From the Princess in Black series , Vol. 1

Perfect Princess Magnolia has a secret—her alter ego is the Princess in Black, a superhero figure who protects the kingdom!

When nosy Duchess Wigtower unexpectedly drops by Princess Magnolia’s castle, Magnolia must protect her secret identity from the duchess’s prying. But then Magnolia’s monster alarm, a glitter-stone ring, goes off. She must save the day, leaving the duchess unattended in her castle.
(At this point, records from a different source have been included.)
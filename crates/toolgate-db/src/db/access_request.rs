use sqlx::{PgPool, Postgres};
use toolgate_core::{
    models::{AccessLevel, AccessRequest, AccessRequestDetails, ProfileSummary, RequestStatus},
    AppError,
};
use uuid::Uuid;

use super::translate_db_error;

/// Repository for managing access requests
#[derive(Clone)]
pub struct AccessRequestRepository {
    pool: PgPool,
}

#[derive(sqlx::FromRow)]
struct AccessRequestDetailsRow {
    #[sqlx(flatten)]
    request: AccessRequest,
    tool_name: String,
    requester_email: Option<String>,
    requester_full_name: Option<String>,
    reviewer_email: Option<String>,
    reviewer_full_name: Option<String>,
}

impl AccessRequestDetailsRow {
    fn into_details(self) -> AccessRequestDetails {
        let requester_id = self.request.user_id;
        let reviewer_id = self.request.reviewed_by;
        AccessRequestDetails {
            requester: self.requester_email.map(|email| ProfileSummary {
                id: requester_id,
                email,
                full_name: self.requester_full_name,
            }),
            reviewer: reviewer_id.and_then(|id| {
                self.reviewer_email.map(|email| ProfileSummary {
                    id,
                    email,
                    full_name: self.reviewer_full_name,
                })
            }),
            tool_name: self.tool_name,
            request: self.request,
        }
    }
}

const DETAILS_SELECT: &str = r#"
    SELECT ar.id, ar.organization_id, ar.tool_id, ar.user_id, ar.access_level,
           ar.reason, ar.status, ar.reviewed_by, ar.reviewed_at,
           ar.created_at, ar.updated_at,
           t.name AS tool_name,
           rp.email AS requester_email, rp.full_name AS requester_full_name,
           vp.email AS reviewer_email, vp.full_name AS reviewer_full_name
    FROM access_requests ar
    INNER JOIN tools t ON t.id = ar.tool_id
    LEFT JOIN profiles rp ON rp.id = ar.user_id
    LEFT JOIN profiles vp ON vp.id = ar.reviewed_by
"#;

impl AccessRequestRepository {
    pub fn new(pool: PgPool) -> Self {
        Self { pool }
    }

    /// File a PENDING request. The one-pending-per-(tool, user) invariant is
    /// enforced by a partial unique index, surfaced as Conflict.
    #[tracing::instrument(skip(self), fields(db.table = "access_requests", db.operation = "insert"))]
    pub async fn create(
        &self,
        organization_id: Uuid,
        tool_id: Uuid,
        user_id: Uuid,
        access_level: AccessLevel,
        reason: Option<&str>,
    ) -> Result<AccessRequest, AppError> {
        let request = sqlx::query_as::<Postgres, AccessRequest>(
            r#"
            INSERT INTO access_requests (organization_id, tool_id, user_id, access_level, reason, status)
            VALUES ($1, $2, $3, $4, $5, $6)
            RETURNING id, organization_id, tool_id, user_id, access_level, reason, status,
                      reviewed_by, reviewed_at, created_at, updated_at
            "#,
        )
        .bind(organization_id)
        .bind(tool_id)
        .bind(user_id)
        .bind(access_level)
        .bind(reason)
        .bind(RequestStatus::Pending)
        .fetch_one(&self.pool)
        .await
        .map_err(translate_db_error)?;

        Ok(request)
    }

    /// All of the organization's requests, newest first (reviewer view).
    #[tracing::instrument(skip(self), fields(db.table = "access_requests", db.operation = "select"))]
    pub async fn list_for_org(
        &self,
        organization_id: Uuid,
    ) -> Result<Vec<AccessRequestDetails>, AppError> {
        let query = format!(
            "{DETAILS_SELECT} WHERE ar.organization_id = $1 ORDER BY ar.created_at DESC"
        );
        let rows = sqlx::query_as::<Postgres, AccessRequestDetailsRow>(&query)
            .bind(organization_id)
            .fetch_all(&self.pool)
            .await?;

        Ok(rows.into_iter().map(|r| r.into_details()).collect())
    }

    /// One member's own requests, newest first.
    #[tracing::instrument(skip(self), fields(db.table = "access_requests", db.operation = "select"))]
    pub async fn list_for_user(
        &self,
        organization_id: Uuid,
        user_id: Uuid,
    ) -> Result<Vec<AccessRequestDetails>, AppError> {
        let query = format!(
            "{DETAILS_SELECT} WHERE ar.organization_id = $1 AND ar.user_id = $2 ORDER BY ar.created_at DESC"
        );
        let rows = sqlx::query_as::<Postgres, AccessRequestDetailsRow>(&query)
            .bind(organization_id)
            .bind(user_id)
            .fetch_all(&self.pool)
            .await?;

        Ok(rows.into_iter().map(|r| r.into_details()).collect())
    }

    #[tracing::instrument(skip(self), fields(db.table = "access_requests", db.operation = "select", db.record_id = %id))]
    pub async fn get(
        &self,
        organization_id: Uuid,
        id: Uuid,
    ) -> Result<Option<AccessRequest>, AppError> {
        let request = sqlx::query_as::<Postgres, AccessRequest>(
            r#"
            SELECT id, organization_id, tool_id, user_id, access_level, reason, status,
                   reviewed_by, reviewed_at, created_at, updated_at
            FROM access_requests
            WHERE organization_id = $1 AND id = $2
            "#,
        )
        .bind(organization_id)
        .bind(id)
        .fetch_optional(&self.pool)
        .await?;

        Ok(request)
    }

    /// Apply a review transition as a conditional update, so two concurrent
    /// reviewers cannot both win. APPROVED/REJECTED require the row to still
    /// be PENDING; REVOKED requires APPROVED. Zero rows updated means either
    /// the request is gone (NotFound) or it already left the required state
    /// (Conflict).
    #[tracing::instrument(skip(self), fields(db.table = "access_requests", db.operation = "update", db.record_id = %id))]
    pub async fn review(
        &self,
        organization_id: Uuid,
        id: Uuid,
        new_status: RequestStatus,
        reviewer_id: Uuid,
    ) -> Result<AccessRequest, AppError> {
        let required_status = new_status.required_predecessor().ok_or_else(|| {
            AppError::InvalidInput(format!("Invalid review status: {}", new_status))
        })?;

        let updated = sqlx::query_as::<Postgres, AccessRequest>(
            r#"
            UPDATE access_requests
            SET status = $3, reviewed_by = $4, reviewed_at = NOW(), updated_at = NOW()
            WHERE organization_id = $1 AND id = $2 AND status = $5
            RETURNING id, organization_id, tool_id, user_id, access_level, reason, status,
                      reviewed_by, reviewed_at, created_at, updated_at
            "#,
        )
        .bind(organization_id)
        .bind(id)
        .bind(new_status)
        .bind(reviewer_id)
        .bind(required_status)
        .fetch_optional(&self.pool)
        .await?;

        match updated {
            Some(request) => Ok(request),
            None => match self.get(organization_id, id).await? {
                Some(existing) => Err(AppError::Conflict(format!(
                    "Request is {} and cannot become {}",
                    existing.status, new_status
                ))),
                None => Err(AppError::NotFound("Access request not found".to_string())),
            },
        }
    }
}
After a costume change, the Princess in Black joins her steed, Blacky (public identity: Frimplepants the unicorn), to protect Duff the goat boy and his goats from a shaggy, blue, goat-eating monster. When the monster refuses to see reason, Magnolia fights him, using special moves like the “Sparkle Slam” and the “Twinkle Twinkle Little Smash.” The rounded, cartoony illustrations featuring chubby characters keep the fight sequence soft and comical. Watching the fight, Duff notices suspicious similarities between the Princess in Black and Magnolia—quickly dismissed as “a silly idea”—much like the duchess’s dismissal of some discovered black stockings as being simply dirty, as “princesses don’t wear black.” The gently ironic text will amuse readers (including adults reading the book aloud). The large print and illustrations expand the book to a longish-yet-manageable length, giving newly independent readers a sense of accomplishment. The ending hints at another hero, the Goat Avenger.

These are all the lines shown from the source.